Which of the following clinical findings is the nurse's priority?
a. Headache
b. Insomnia (sedation)
c. Urinary hesitancy (Complication → ANTIcholinergic effects)
d. High fever (Complication → agranulocytosis) Answer: d. High fever
(Complication → agranulocytosis)
Other complications: Acute dystonia, Pseudoparkinsonism, Akathisia,
Tardive dyskinesia,
Neuroendocrine effects (Gynecomastia, Weight gain, Menstrual
irregularities), NMS,
Orthostatic Hypotension, Sedation, Sexual dysfunction, Skin effects,
Liver impairment
⫸ 4. A nurse is planning care for a client who has obsessive
compulsive disorder. Which of the following recommendations
,should the nurse include in the client's plan of care?
a. Reality Orientation therapy (re-orient to reality)
b. Operant Conditioning (receives positive rewards for positive
behavior)
c. Thought Stopping (say "stop" when compulsive behaviors arise &
substitute
w/ positive thought)
d. Validation Therapy (acknowledging pt's feelings) Answer: c. Thought
Stopping (say "stop" when compulsive behaviors arise & substitute
w/ positive thought)
⫸ 5. A nurse is caring for a client who is in the manic phase of
bipolar disorder. Which of the following actions should the
nurse take?
a. Provide in depth explanation of nursing expectations
(inability to focus - give concise explanations)
b. Encourage the client to participate in group activities
(decrease stimulation)
c. Avoid power struggles by remaining neutral (do not react
personally to pt's comments)
d. Allow the client to set limits for his behavior (nurse sets limits)
Answer: c. Avoid power struggles by remaining neutral (do not react
personally to pt's comments)
, ⫸ 6. A nurse is providing behavioral therapy for a client who has
OCD. The client repeatedly checks that the doors are locked at
night. Which of the following instructions should the nurse give
the client when using thought stopping technique?
a. "Keep a journal of how often you check the locks each
night."
b. "Ask a family member to check the locks for you at night."

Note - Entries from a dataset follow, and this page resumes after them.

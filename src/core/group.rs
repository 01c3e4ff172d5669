//! Group business logic - creating groups and managing their membership.
//!
//! A group's creator is always its first member: the group row and the creator's
//! membership row are inserted in the same database transaction. Membership only
//! grows through [`add_members`].

use super::{
    member::ensure_members_exist,
    model::{Group, GroupId, Member, MemberId},
};
use crate::{
    entities::{self, group, group_member, member},
    errors::{Error, Result},
};
use chrono::Utc;
use sea_orm::{QueryOrder, Set, TransactionTrait, prelude::*};
use std::collections::BTreeSet;
use tracing::{info, instrument};

/// Creates a group and makes `creator` its first member.
///
/// # Errors
/// - [`Error::Config`] if the name is empty
/// - [`Error::MemberNotFound`] if the creator does not exist
pub async fn create_group(
    db: &DatabaseConnection,
    name: String,
    description: Option<String>,
    creator: MemberId,
) -> Result<Group> {
    if name.trim().is_empty() {
        return Err(Error::Config {
            message: "Group name cannot be empty".to_string(),
        });
    }

    let txn = db.begin().await?;
    ensure_members_exist(&txn, &[creator]).await?;

    let now = Utc::now();
    let group = group::ActiveModel {
        name: Set(name.trim().to_string()),
        description: Set(description.filter(|d| !d.trim().is_empty())),
        created_by: Set(creator.0),
        created_at: Set(now),
        ..Default::default()
    }
    .insert(&txn)
    .await?;

    group_member::ActiveModel {
        group_id: Set(group.id),
        member_id: Set(creator.0),
        added_by: Set(None),
        joined_at: Set(now),
        ..Default::default()
    }
    .insert(&txn)
    .await?;

    txn.commit().await?;

    info!(group_id = group.id, "Created group {:?}", group.name);
    Ok(group.into())
}

/// Finds a group by id.
pub async fn get_group_by_id(db: &DatabaseConnection, group_id: GroupId) -> Result<Option<Group>> {
    Ok(entities::Group::find_by_id(group_id.0)
        .one(db)
        .await?
        .map(Into::into))
}

/// Lists the groups a member belongs to, ordered alphabetically by name.
pub async fn get_groups_for_member(
    db: &DatabaseConnection,
    member_id: MemberId,
) -> Result<Vec<Group>> {
    Ok(entities::Group::find()
        .inner_join(entities::GroupMember)
        .filter(group_member::Column::MemberId.eq(member_id.0))
        .order_by_asc(group::Column::Name)
        .all(db)
        .await?
        .into_iter()
        .map(Into::into)
        .collect())
}

/// Lists the members of a group, ordered by member id.
pub async fn get_group_members<C>(db: &C, group_id: GroupId) -> Result<Vec<Member>>
where
    C: ConnectionTrait,
{
    Ok(entities::Member::find()
        .inner_join(entities::GroupMember)
        .filter(group_member::Column::GroupId.eq(group_id.0))
        .order_by_asc(member::Column::Id)
        .all(db)
        .await?
        .into_iter()
        .map(Into::into)
        .collect())
}

/// Ids of the members of a group.
pub(crate) async fn get_group_member_ids<C>(db: &C, group_id: GroupId) -> Result<BTreeSet<MemberId>>
where
    C: ConnectionTrait,
{
    Ok(entities::GroupMember::find()
        .filter(group_member::Column::GroupId.eq(group_id.0))
        .all(db)
        .await?
        .into_iter()
        .map(|row| MemberId(row.member_id))
        .collect())
}

/// Loads a group or fails with [`Error::GroupNotFound`].
pub(crate) async fn require_group<C>(db: &C, group_id: GroupId) -> Result<group::Model>
where
    C: ConnectionTrait,
{
    entities::Group::find_by_id(group_id.0)
        .one(db)
        .await?
        .ok_or(Error::GroupNotFound { group: group_id })
}

/// Adds members to a group on behalf of `added_by`, who must already belong to it.
///
/// Members that are already in the group are skipped. Returns the ids that were
/// actually added, in ascending order.
///
/// # Errors
/// - [`Error::GroupNotFound`] if the group does not exist
/// - [`Error::NotAGroupMember`] if `added_by` is not in the group
/// - [`Error::MemberNotFound`] if one of the members does not exist
#[instrument(skip(db, member_ids))]
pub async fn add_members(
    db: &DatabaseConnection,
    group_id: GroupId,
    member_ids: &[MemberId],
    added_by: MemberId,
) -> Result<Vec<MemberId>> {
    let txn = db.begin().await?;
    require_group(&txn, group_id).await?;

    let existing = get_group_member_ids(&txn, group_id).await?;
    if !existing.contains(&added_by) {
        return Err(Error::NotAGroupMember {
            member: added_by,
            group: group_id,
        });
    }

    ensure_members_exist(&txn, member_ids).await?;

    let to_add: BTreeSet<MemberId> = member_ids
        .iter()
        .copied()
        .filter(|id| !existing.contains(id))
        .collect();

    let now = Utc::now();
    for member_id in &to_add {
        group_member::ActiveModel {
            group_id: Set(group_id.0),
            member_id: Set(member_id.0),
            added_by: Set(Some(added_by.0)),
            joined_at: Set(now),
            ..Default::default()
        }
        .insert(&txn)
        .await?;
    }

    txn.commit().await?;

    info!("Added {} member(s) to group {group_id}", to_add.len());
    Ok(to_add.into_iter().collect())
}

c. "Focus on abdominal breathing whenever you go to
check the locks."
d. "Snap a rubber band on your wrist when you think about
checking the locks." Answer: d. "Snap a rubber band on your wrist when
you think about
checking the locks."
Thought stopping: teach pt to say "stop" when negative
thoughts/compulsive behaviors arise & substitute positive thought - goal
forpt use command silently over time
⫸ 7. A nurse is caring for a client who has a cocaine use disorder.
Which of the following manifestations should the nurse expect
the client to have during withdrawal?